Provided records below:

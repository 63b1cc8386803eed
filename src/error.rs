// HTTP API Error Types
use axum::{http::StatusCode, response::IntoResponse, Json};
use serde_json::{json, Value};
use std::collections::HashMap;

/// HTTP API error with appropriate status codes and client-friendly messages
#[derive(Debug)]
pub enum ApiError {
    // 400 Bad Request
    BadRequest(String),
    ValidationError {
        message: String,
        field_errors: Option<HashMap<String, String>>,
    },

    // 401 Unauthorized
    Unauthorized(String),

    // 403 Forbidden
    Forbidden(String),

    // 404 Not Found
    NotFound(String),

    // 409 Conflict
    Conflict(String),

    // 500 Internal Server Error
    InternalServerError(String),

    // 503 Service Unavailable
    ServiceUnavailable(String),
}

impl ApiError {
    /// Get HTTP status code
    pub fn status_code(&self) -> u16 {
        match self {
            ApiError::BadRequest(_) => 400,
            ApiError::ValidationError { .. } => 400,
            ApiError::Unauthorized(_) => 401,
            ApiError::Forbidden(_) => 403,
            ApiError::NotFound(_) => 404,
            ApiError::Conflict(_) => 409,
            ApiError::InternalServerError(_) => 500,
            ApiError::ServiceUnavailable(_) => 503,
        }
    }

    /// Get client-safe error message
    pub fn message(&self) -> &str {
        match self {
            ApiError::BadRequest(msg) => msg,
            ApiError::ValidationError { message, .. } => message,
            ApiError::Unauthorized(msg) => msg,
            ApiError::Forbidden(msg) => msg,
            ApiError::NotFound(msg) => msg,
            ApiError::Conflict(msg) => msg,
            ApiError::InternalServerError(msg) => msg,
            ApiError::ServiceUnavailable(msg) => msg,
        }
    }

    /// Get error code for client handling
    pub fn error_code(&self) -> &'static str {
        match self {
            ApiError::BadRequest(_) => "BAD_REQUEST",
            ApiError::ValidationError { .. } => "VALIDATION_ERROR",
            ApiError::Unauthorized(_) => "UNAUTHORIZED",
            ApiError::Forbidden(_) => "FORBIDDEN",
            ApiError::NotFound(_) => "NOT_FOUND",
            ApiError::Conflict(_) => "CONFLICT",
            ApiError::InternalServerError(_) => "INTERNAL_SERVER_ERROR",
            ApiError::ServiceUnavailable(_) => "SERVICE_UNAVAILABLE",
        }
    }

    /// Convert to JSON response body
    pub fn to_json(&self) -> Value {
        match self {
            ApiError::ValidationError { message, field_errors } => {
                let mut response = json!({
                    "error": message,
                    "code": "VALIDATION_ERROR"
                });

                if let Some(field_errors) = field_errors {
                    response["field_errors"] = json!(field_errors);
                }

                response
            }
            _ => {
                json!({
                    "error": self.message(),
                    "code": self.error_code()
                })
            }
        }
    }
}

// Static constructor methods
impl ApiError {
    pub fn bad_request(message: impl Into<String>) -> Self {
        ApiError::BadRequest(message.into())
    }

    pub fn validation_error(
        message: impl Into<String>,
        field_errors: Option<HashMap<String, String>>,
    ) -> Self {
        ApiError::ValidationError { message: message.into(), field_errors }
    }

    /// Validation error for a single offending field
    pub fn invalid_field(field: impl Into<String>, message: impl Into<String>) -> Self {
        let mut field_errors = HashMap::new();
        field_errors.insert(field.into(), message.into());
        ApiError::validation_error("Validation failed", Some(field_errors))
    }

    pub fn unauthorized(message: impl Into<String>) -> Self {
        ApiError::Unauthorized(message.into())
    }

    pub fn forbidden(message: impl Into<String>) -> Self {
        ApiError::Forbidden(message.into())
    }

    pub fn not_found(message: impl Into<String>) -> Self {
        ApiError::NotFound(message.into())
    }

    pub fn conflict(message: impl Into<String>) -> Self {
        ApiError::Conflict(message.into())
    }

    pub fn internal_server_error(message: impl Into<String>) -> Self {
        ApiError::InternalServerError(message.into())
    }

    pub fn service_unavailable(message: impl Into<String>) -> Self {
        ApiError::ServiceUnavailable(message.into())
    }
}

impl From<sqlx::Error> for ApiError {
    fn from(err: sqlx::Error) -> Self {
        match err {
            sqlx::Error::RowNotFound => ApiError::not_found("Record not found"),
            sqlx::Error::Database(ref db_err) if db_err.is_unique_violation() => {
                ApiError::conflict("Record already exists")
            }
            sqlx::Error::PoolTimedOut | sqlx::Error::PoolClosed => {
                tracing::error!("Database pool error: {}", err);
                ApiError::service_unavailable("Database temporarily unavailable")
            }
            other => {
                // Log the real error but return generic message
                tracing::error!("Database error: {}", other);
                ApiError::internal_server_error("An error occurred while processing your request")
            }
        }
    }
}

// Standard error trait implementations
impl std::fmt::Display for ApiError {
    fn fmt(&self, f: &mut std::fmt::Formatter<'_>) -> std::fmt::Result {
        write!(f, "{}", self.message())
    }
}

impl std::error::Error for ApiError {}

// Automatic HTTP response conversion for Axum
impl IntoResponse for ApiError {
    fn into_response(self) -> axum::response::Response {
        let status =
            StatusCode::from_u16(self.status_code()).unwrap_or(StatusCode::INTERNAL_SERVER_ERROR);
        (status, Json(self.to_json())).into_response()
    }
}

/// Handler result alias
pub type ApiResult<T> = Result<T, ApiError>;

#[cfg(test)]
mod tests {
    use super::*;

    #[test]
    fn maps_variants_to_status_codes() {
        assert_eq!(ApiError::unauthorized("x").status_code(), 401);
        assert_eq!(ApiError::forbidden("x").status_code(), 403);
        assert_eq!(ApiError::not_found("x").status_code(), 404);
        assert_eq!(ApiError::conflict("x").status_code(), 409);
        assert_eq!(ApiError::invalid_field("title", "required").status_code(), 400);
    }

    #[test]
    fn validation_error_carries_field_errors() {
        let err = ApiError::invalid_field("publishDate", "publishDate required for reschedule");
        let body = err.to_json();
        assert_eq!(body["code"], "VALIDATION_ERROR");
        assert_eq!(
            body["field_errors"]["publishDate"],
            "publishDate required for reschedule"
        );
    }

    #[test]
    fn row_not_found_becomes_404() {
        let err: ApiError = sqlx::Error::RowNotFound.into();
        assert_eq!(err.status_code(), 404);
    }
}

End of Provided records.
Provided records below:

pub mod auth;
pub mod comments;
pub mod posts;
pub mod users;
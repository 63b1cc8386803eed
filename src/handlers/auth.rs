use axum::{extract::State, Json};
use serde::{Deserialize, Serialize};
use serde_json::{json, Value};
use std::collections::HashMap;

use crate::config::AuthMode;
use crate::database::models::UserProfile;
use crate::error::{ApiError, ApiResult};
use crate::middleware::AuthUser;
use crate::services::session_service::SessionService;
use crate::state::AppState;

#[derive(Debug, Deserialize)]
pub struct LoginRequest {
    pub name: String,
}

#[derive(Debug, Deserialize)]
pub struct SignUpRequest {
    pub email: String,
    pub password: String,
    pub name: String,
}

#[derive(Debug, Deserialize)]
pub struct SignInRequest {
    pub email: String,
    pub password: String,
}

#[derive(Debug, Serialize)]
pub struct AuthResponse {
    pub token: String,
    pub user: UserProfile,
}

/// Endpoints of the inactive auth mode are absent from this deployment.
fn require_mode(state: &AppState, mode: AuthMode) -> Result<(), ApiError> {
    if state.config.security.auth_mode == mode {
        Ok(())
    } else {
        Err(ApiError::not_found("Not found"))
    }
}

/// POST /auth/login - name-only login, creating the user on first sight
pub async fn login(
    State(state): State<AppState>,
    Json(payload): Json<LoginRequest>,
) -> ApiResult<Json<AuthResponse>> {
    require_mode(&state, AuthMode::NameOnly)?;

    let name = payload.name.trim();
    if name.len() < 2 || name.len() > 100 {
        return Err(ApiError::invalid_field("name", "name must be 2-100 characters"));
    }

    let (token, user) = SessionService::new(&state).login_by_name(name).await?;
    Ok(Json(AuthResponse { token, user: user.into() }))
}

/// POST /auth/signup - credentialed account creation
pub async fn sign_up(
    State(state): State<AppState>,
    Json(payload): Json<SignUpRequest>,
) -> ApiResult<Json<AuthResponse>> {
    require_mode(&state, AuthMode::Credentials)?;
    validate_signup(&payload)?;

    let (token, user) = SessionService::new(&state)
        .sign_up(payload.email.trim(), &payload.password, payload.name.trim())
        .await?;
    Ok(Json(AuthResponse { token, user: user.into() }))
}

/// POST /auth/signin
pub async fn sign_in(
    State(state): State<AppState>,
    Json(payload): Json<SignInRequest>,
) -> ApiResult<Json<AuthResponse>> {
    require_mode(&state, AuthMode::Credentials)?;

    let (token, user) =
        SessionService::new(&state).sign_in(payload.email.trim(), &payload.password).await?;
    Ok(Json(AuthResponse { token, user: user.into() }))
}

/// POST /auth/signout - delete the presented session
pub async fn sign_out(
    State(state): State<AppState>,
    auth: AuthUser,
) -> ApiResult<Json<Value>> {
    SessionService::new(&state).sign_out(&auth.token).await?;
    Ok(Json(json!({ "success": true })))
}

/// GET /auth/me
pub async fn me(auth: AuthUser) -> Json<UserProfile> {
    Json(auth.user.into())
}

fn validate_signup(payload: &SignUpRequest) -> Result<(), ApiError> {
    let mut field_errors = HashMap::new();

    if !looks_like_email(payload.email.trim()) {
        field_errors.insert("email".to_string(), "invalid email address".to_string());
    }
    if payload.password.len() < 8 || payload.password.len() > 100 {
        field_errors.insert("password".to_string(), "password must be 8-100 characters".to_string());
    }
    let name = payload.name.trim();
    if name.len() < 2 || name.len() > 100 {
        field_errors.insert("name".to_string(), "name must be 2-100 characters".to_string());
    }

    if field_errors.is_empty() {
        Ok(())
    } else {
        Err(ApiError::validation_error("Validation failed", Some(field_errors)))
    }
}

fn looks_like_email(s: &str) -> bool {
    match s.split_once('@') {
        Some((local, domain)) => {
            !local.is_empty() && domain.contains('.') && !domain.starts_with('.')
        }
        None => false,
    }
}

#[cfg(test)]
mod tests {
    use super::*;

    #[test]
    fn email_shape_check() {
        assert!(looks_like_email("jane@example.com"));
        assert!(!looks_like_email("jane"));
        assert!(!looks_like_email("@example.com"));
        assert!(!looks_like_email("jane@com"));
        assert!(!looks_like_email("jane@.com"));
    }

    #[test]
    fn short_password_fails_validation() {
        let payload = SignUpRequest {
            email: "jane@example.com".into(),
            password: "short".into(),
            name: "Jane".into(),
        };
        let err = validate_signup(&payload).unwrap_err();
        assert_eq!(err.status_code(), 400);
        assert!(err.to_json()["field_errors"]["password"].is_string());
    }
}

End of Provided records.
Provided records below:

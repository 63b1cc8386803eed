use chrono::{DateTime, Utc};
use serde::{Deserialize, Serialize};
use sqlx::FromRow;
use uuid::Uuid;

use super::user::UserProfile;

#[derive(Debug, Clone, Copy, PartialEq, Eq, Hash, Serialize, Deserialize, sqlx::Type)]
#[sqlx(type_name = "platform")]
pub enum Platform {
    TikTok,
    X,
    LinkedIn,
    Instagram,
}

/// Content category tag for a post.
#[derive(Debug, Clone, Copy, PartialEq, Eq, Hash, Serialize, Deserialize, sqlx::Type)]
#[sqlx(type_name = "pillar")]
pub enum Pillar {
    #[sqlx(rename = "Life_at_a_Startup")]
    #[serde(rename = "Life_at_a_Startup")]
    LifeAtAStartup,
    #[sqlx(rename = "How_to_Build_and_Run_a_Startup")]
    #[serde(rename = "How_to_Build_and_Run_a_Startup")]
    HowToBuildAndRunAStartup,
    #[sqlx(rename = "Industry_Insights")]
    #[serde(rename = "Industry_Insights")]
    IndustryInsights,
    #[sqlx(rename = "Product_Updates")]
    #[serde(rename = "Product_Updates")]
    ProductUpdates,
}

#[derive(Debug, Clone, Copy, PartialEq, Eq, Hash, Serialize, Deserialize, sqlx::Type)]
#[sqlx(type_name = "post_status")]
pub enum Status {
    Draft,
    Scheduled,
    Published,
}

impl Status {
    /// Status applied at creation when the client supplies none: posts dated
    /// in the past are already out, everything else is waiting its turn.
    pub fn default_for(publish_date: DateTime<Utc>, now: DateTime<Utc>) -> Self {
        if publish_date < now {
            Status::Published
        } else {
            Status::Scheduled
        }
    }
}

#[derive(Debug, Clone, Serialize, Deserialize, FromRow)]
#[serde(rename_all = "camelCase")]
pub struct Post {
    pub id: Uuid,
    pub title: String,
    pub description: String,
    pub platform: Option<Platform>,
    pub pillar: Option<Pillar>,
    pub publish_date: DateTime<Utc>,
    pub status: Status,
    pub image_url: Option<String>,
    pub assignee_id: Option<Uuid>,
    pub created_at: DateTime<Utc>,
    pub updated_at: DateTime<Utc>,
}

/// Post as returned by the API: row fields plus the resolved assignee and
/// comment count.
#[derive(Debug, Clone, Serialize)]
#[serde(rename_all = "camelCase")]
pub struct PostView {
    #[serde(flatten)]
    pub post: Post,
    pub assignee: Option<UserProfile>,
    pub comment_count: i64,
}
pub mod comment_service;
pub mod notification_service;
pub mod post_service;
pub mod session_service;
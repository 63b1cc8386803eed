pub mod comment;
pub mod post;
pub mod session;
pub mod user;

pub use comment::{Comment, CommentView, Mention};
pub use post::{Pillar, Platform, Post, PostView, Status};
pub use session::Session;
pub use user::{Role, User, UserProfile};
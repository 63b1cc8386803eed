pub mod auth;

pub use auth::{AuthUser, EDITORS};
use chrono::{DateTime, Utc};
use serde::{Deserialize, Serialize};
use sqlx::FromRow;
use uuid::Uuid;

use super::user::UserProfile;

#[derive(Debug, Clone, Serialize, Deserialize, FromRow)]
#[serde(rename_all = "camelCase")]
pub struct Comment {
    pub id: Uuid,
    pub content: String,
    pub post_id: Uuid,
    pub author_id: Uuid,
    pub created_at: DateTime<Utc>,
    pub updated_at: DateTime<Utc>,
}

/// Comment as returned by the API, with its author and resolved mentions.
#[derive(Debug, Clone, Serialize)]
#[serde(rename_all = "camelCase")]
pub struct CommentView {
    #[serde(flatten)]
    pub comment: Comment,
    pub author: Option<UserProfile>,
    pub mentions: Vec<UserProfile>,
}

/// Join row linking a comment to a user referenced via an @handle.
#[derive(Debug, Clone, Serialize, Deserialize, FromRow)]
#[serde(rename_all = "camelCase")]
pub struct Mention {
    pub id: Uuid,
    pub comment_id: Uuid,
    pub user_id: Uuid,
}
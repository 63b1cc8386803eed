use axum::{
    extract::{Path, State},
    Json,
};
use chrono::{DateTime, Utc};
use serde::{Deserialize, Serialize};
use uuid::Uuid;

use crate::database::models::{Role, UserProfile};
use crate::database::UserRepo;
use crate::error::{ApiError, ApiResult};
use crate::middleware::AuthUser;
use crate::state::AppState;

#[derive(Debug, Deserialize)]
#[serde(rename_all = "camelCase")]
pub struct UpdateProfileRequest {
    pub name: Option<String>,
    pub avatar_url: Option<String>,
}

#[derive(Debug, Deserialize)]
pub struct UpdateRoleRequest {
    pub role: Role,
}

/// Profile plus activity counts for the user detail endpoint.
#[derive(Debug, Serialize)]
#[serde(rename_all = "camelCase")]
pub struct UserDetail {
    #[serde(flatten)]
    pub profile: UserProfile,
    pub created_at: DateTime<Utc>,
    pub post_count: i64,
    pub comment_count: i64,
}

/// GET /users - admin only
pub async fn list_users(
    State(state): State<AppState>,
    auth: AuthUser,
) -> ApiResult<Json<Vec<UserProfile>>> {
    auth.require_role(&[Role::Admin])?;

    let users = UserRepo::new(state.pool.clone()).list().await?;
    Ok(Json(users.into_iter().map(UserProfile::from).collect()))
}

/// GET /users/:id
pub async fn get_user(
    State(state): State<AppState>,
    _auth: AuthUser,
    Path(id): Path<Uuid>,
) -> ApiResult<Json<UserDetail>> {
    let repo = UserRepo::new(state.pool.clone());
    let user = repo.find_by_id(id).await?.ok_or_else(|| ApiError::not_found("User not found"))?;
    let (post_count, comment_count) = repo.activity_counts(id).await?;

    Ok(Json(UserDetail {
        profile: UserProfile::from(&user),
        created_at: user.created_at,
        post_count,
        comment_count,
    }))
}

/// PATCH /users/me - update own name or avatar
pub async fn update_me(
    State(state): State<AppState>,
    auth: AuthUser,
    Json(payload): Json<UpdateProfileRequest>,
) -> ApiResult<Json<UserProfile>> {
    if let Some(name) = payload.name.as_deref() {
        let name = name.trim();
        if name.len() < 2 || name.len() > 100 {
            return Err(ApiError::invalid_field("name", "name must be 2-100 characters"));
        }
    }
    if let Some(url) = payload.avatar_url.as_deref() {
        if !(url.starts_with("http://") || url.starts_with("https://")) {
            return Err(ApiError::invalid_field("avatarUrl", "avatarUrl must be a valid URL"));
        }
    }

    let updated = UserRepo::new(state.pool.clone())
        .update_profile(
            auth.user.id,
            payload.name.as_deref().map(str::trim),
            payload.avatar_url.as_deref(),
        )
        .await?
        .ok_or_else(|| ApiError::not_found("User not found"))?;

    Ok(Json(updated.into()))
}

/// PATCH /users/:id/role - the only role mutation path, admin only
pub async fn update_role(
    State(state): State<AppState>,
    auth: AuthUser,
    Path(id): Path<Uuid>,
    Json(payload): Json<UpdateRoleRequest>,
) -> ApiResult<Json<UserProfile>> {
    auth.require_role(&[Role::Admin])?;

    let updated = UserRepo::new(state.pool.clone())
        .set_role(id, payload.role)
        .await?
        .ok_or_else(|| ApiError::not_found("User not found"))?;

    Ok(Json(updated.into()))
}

End of Provided records.

Exercise description: Copy all lines of the preceding data that hold the word "client".

Result of the exercise:
/// HTTP API error with appropriate status codes and client-friendly messages
    /// Get client-safe error message
    /// Get error code for client handling
    /// Status applied at creation when the client supplies none: posts dated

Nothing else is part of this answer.